Apr 01, 2010
Saturday evening my daughter woke up screaming and crying uncontrollably. She was unresponsive and very weak. Her arms and legs were limp and she was is hysterics. We called the ambulance and they brought us to Childrens Hospital. In the ER she was compalining of a headache so they did a CT scan. An hour later the doctor came into the room and said they had found a mass in the right ventricle of her brain and it was blocking the flow of spinal fluid causing backup in the brain which was causing pressure aka the headaches. They admitted her that night to the PICU to keep a close watch on her. She went into surgery tuesday morning at 7:30am and was back in her room at 4pm. They were able to remove the entire tumor however part of it was attached to the brain so she will need further treatment to keep it from regrowing. The preliminary diagnosis is Primitive Neural Epidermal Tumor. Without treatment the survival rate is very low. So we are opting for treatment. They said that she would probably have to have chemo or radiation once a month for a year and CT scans every three months for two years.

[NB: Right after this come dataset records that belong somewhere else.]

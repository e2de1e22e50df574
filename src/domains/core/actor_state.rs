use crate::domains::core::events::{EventEnvelope, GraceEvent};
use crate::errors::{DomainError, DomainResult, StoreError, ValidationError};
use crate::platform::actor_host::ActorContext;
use crate::types::{EntityKind, EventMetadata};
use serde::de::DeserializeOwned;
use serde::{Deserialize, Serialize};
use uuid::Uuid;

/// Ties an entity's read-model type to its event union and pure fold.
pub trait EventSourcedDto: Default + Clone + Send + Sync + 'static {
    type Event: Clone + Serialize + DeserializeOwned + Send + Sync + 'static;

    const KIND: EntityKind;

    /// Pure fold: the read-model after a sequence of events is
    /// exactly `events.fold(Default, update_dto)`.
    fn update_dto(dto: Self, event: &RecordedEvent<Self::Event>) -> Self;

    /// Stable name of the event variant, surfaced in command replies.
    fn event_name(event: &Self::Event) -> &'static str;

    /// Wraps the event into the tagged wire union.
    fn wrap(event: Self::Event) -> GraceEvent;
}

/// One applied event together with the metadata of the command that
/// produced it. `transient` marks in-memory-only events (the branch
/// pointer updates); they are skipped when the list is persisted.
#[derive(Debug, Clone, Serialize, Deserialize)]
pub struct RecordedEvent<E> {
    pub event: E,
    pub metadata: EventMetadata,
    #[serde(skip)]
    pub transient: bool,
}

/// The shared state machine skeleton embedded in every entity actor:
/// the current dto, the ordered event list, and the activation /
/// poisoning flags the host consults.
pub struct EntityState<D: EventSourcedDto> {
    pub id: Uuid,
    pub dto: D,
    pub events: Vec<RecordedEvent<D::Event>>,
    pub activated: bool,
    pub poisoned: bool,
}

const EVENTS_KEY: &str = "events";

impl<D: EventSourcedDto> EntityState<D> {
    pub fn new(id: Uuid) -> Self {
        Self {
            id,
            dto: D::default(),
            events: Vec::new(),
            activated: false,
            poisoned: false,
        }
    }

    pub fn actor_id(&self) -> String {
        format!("{}/{}", D::KIND, self.id)
    }

    fn entity_type(&self) -> &'static str {
        D::KIND.as_str()
    }

    /// Rebuilds dto and events from the store by replaying the
    /// persisted list through the pure fold. Clears poisoning.
    pub async fn load(&mut self, ctx: &ActorContext) -> DomainResult<()> {
        let bytes = ctx.store.retrieve(&self.actor_id(), EVENTS_KEY).await?;
        let events: Vec<RecordedEvent<D::Event>> = match bytes {
            Some(bytes) => serde_json::from_slice(&bytes)
                .map_err(|e| DomainError::Store(StoreError::Serialization(e.to_string())))?,
            None => Vec::new(),
        };
        self.dto = events
            .iter()
            .fold(D::default(), |dto, event| D::update_dto(dto, event));
        self.events = events;
        self.activated = true;
        self.poisoned = false;
        Ok(())
    }

    pub fn exists(&self) -> bool {
        !self.events.is_empty()
    }

    /// Idempotency guard: a correlation id may not be reused to apply
    /// a second command against the same entity. A missing id is a
    /// validation failure.
    pub fn guard_correlation(&self, metadata: &EventMetadata) -> DomainResult<()> {
        if metadata.correlation_id.trim().is_empty() {
            return Err(DomainError::Validation(ValidationError::required(
                "correlation_id",
            )));
        }
        if self
            .events
            .iter()
            .any(|recorded| recorded.metadata.correlation_id == metadata.correlation_id)
        {
            return Err(DomainError::DuplicateCorrelationId(
                metadata.correlation_id.clone(),
            ));
        }
        Ok(())
    }

    pub fn guard_exists(&self) -> DomainResult<()> {
        if self.exists() {
            Ok(())
        } else {
            Err(DomainError::not_found(self.entity_type(), self.id))
        }
    }

    pub fn guard_not_exists(&self) -> DomainResult<()> {
        if self.exists() {
            Err(DomainError::already_exists(self.entity_type(), self.id))
        } else {
            Ok(())
        }
    }

    pub fn guard_not_deleted(&self, deleted_at: Option<chrono::DateTime<chrono::Utc>>) -> DomainResult<()> {
        if deleted_at.is_some() {
            Err(DomainError::deleted(self.entity_type(), self.id))
        } else {
            Ok(())
        }
    }

    async fn persist(&self, ctx: &ActorContext) -> DomainResult<()> {
        let durable: Vec<&RecordedEvent<D::Event>> =
            self.events.iter().filter(|e| !e.transient).collect();
        let bytes = serde_json::to_vec(&durable)
            .map_err(|e| DomainError::Store(StoreError::Serialization(e.to_string())))?;
        ctx.store.save(&self.actor_id(), EVENTS_KEY, &bytes).await?;
        Ok(())
    }

    /// Applies an event: fold into the dto, append to the list, then
    /// persist the list and publish the envelope. A persistence or
    /// publication failure poisons the actor so the next turn rebuilds
    /// from durable state instead of trusting the in-memory copy.
    pub async fn apply(
        &mut self,
        ctx: &ActorContext,
        event: D::Event,
        metadata: &EventMetadata,
    ) -> DomainResult<&'static str> {
        let event_name = D::event_name(&event);
        let recorded = RecordedEvent {
            event: event.clone(),
            metadata: metadata.clone(),
            transient: false,
        };
        self.dto = D::update_dto(self.dto.clone(), &recorded);
        self.events.push(recorded);

        if let Err(e) = self.persist(ctx).await {
            self.poisoned = true;
            return Err(DomainError::DependencyFailure(format!(
                "failed to persist {} for {}: {}",
                event_name,
                self.actor_id(),
                e
            )));
        }
        let envelope = EventEnvelope::new(D::wrap(event), self.id, metadata.clone());
        if let Err(e) = ctx.bus.publish(&ctx.events_topic, envelope).await {
            self.poisoned = true;
            return Err(DomainError::DependencyFailure(format!(
                "failed to publish {} for {}: {}",
                event_name,
                self.actor_id(),
                e
            )));
        }
        Ok(event_name)
    }

    /// Applies an in-memory-only event: folded into the dto and
    /// appended, but neither persisted nor republished. Used for the
    /// branch pointer updates whose authoritative event was already
    /// published by the reference actor.
    pub fn apply_transient(
        &mut self,
        event: D::Event,
        metadata: &EventMetadata,
    ) -> &'static str {
        let event_name = D::event_name(&event);
        let recorded = RecordedEvent {
            event,
            metadata: metadata.clone(),
            transient: true,
        };
        self.dto = D::update_dto(self.dto.clone(), &recorded);
        self.events.push(recorded);
        event_name
    }

    /// Physical deletion: removes the persisted event list, publishes
    /// the final event, resets in-memory state to defaults, and marks
    /// the actor disposed so the next turn reactivates from the (now
    /// empty) store.
    pub async fn physically_delete(
        &mut self,
        ctx: &ActorContext,
        event: D::Event,
        metadata: &EventMetadata,
    ) -> DomainResult<&'static str> {
        let event_name = D::event_name(&event);
        if let Err(e) = ctx.store.delete(&self.actor_id(), EVENTS_KEY).await {
            self.poisoned = true;
            return Err(DomainError::DependencyFailure(format!(
                "failed to delete state of {}: {}",
                self.actor_id(),
                e
            )));
        }
        let envelope = EventEnvelope::new(D::wrap(event), self.id, metadata.clone());
        if let Err(e) = ctx.bus.publish(&ctx.events_topic, envelope).await {
            // State is already gone; the lost publish is accepted, as
            // with any crash between persist and publish.
            log::warn!(
                "publish of {} for {} failed after state deletion: {}",
                event_name,
                self.actor_id(),
                e
            );
        }
        self.dto = D::default();
        self.events.clear();
        self.poisoned = true;
        log::info!("physically deleted {}", self.actor_id());
        Ok(event_name)
    }
}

I am jus beside myself and don't know what to do. I have had maybe 5-6 hours of sleep in the last five days being here at the hospital. I am eating every chance I get because I know that I need to stay healthy for the baby. Docs say she is looking good. She is recovering well. She has a drain coming out of her head and a pick line in her arm because she blew two IV's in the first two days. She hates the tubes and hates that she has to use a bed pan. She has some weakness in her left side so she is getting physical therapy everyday. Her center of gravity is off, she has a hard time sitting up straight unassisted and when walking she has to be assisted as she leans to the left.
The outcome looks okay but we are still waiting for the pathology report to come back and give us an absolute answer and plan for the future.